STUDY MATERIAL Start Marker
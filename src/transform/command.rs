//! Transcoder invocation
//!
//! Builds the argument list for one process instance and spawns it. The
//! argument order mirrors a hand-written ffmpeg command line:
//!
//! ```text
//! ffmpeg -re -i <pipe:0|pull url> -tune zerolatency -s WxH -r FPS -c:v CODEC
//!        [-vf drawtext=...] -acodec copy -f <muxer> <pipe:1|push url>
//! ```

use std::io;
use std::path::PathBuf;
use std::process::Stdio;

use tokio::process::{Child, Command};

use super::config::TransformConfig;
use super::mode::{InputSide, OutputSide, Wiring};
use super::request::{Overlay, ResolvedRequest};

/// Muxer used when the transcoder pushes to a URL
const PUSH_MUXER: &str = "flv";

/// Program and arguments for one process instance
#[derive(Debug, Clone, PartialEq, Eq)]
pub struct Invocation {
    pub program: PathBuf,
    pub args: Vec<String>,
}

impl Invocation {
    /// Build the invocation for a task
    pub fn build(config: &TransformConfig, request: &ResolvedRequest) -> Self {
        let wiring = request.mode.wiring();
        let params = &request.params;
        let mut args: Vec<String> = vec!["-re".into(), "-i".into()];

        args.push(match wiring.input {
            InputSide::Pipe => "pipe:0".to_string(),
            InputSide::Url => config.pull_url(request.source.as_str()),
        });

        args.extend([
            "-tune".to_string(),
            "zerolatency".to_string(),
            "-s".to_string(),
            params.resolution.clone(),
            "-r".to_string(),
            params.frame_rate.clone(),
            "-c:v".to_string(),
            params.video_codec.clone(),
        ]);

        if let Some(overlay) = &params.overlay {
            args.push("-vf".into());
            args.push(overlay_filter(&config.font_file, overlay));
        }

        args.extend(["-acodec".to_string(), "copy".to_string(), "-f".to_string()]);

        match wiring.output {
            OutputSide::Pipe => {
                args.push(config.pipe_format.muxer().to_string());
                args.push("pipe:1".to_string());
            }
            OutputSide::Url => {
                args.push(PUSH_MUXER.to_string());
                args.push(config.push_url(request.output.as_str()));
            }
        }

        Self {
            program: config.ffmpeg.clone(),
            args,
        }
    }

    /// Whether `window` appears as consecutive arguments
    pub fn contains_sequence(&self, window: &[&str]) -> bool {
        !window.is_empty()
            && self
                .args
                .windows(window.len())
                .any(|w| w.iter().zip(window).all(|(a, b)| a == b))
    }
}

impl std::fmt::Display for Invocation {
    fn fmt(&self, f: &mut std::fmt::Formatter<'_>) -> std::fmt::Result {
        write!(f, "{}", self.program.display())?;
        for arg in &self.args {
            if arg.contains(' ') {
                write!(f, " \"{}\"", arg)?;
            } else {
                write!(f, " {}", arg)?;
            }
        }
        Ok(())
    }
}

/// Build the `drawtext` filter expression for an overlay
pub fn overlay_filter(font_file: &str, overlay: &Overlay) -> String {
    let mut filter = format!(
        "drawtext=fontsize={}:fontfile={}:text='{}':x={}:y={}:fontcolor={}",
        overlay.font_size,
        font_file,
        overlay.text.replace('\'', "'\\''"),
        overlay.x,
        overlay.y,
        overlay.color
    );
    if let Some(box_color) = &overlay.box_color {
        filter.push_str(&format!(":box=1:boxcolor={}", box_color));
    }
    filter
}

/// Which standard streams of the process are piped
#[derive(Debug, Clone, Copy, PartialEq, Eq)]
pub struct ProcessIo {
    pub stdin: bool,
    pub stdout: bool,
    pub stderr: bool,
}

impl ProcessIo {
    pub fn for_wiring(wiring: Wiring, capture_stderr: bool) -> Self {
        Self {
            stdin: wiring.pipes_input(),
            stdout: wiring.pipes_output(),
            stderr: capture_stderr,
        }
    }

    /// Apply the stdio plan to a command
    ///
    /// The child is killed when its handle is dropped.
    pub fn apply(&self, command: &mut Command) {
        let pipe_or_null = |piped: bool| if piped { Stdio::piped() } else { Stdio::null() };

        command
            .stdin(pipe_or_null(self.stdin))
            .stdout(pipe_or_null(self.stdout))
            .stderr(pipe_or_null(self.stderr))
            .kill_on_drop(true);
    }
}

/// Starts transcoder processes
pub trait ProcessSpawner: Send + Sync {
    fn spawn(&self, invocation: &Invocation, io: ProcessIo) -> io::Result<Child>;
}

/// Spawns the invocation's program as-is
#[derive(Debug, Clone, Copy, Default)]
pub struct CommandSpawner;

impl ProcessSpawner for CommandSpawner {
    fn spawn(&self, invocation: &Invocation, io: ProcessIo) -> io::Result<Child> {
        let mut command = Command::new(&invocation.program);
        command.args(&invocation.args);
        io.apply(&mut command);
        command.spawn()
    }
}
STUDY MATERIAL End Marker
AIM OF THE EXERCISE » State how many lines in the entries hold the word "extend", giving the number alone.

ANSWER TO THE PROBLEM » 2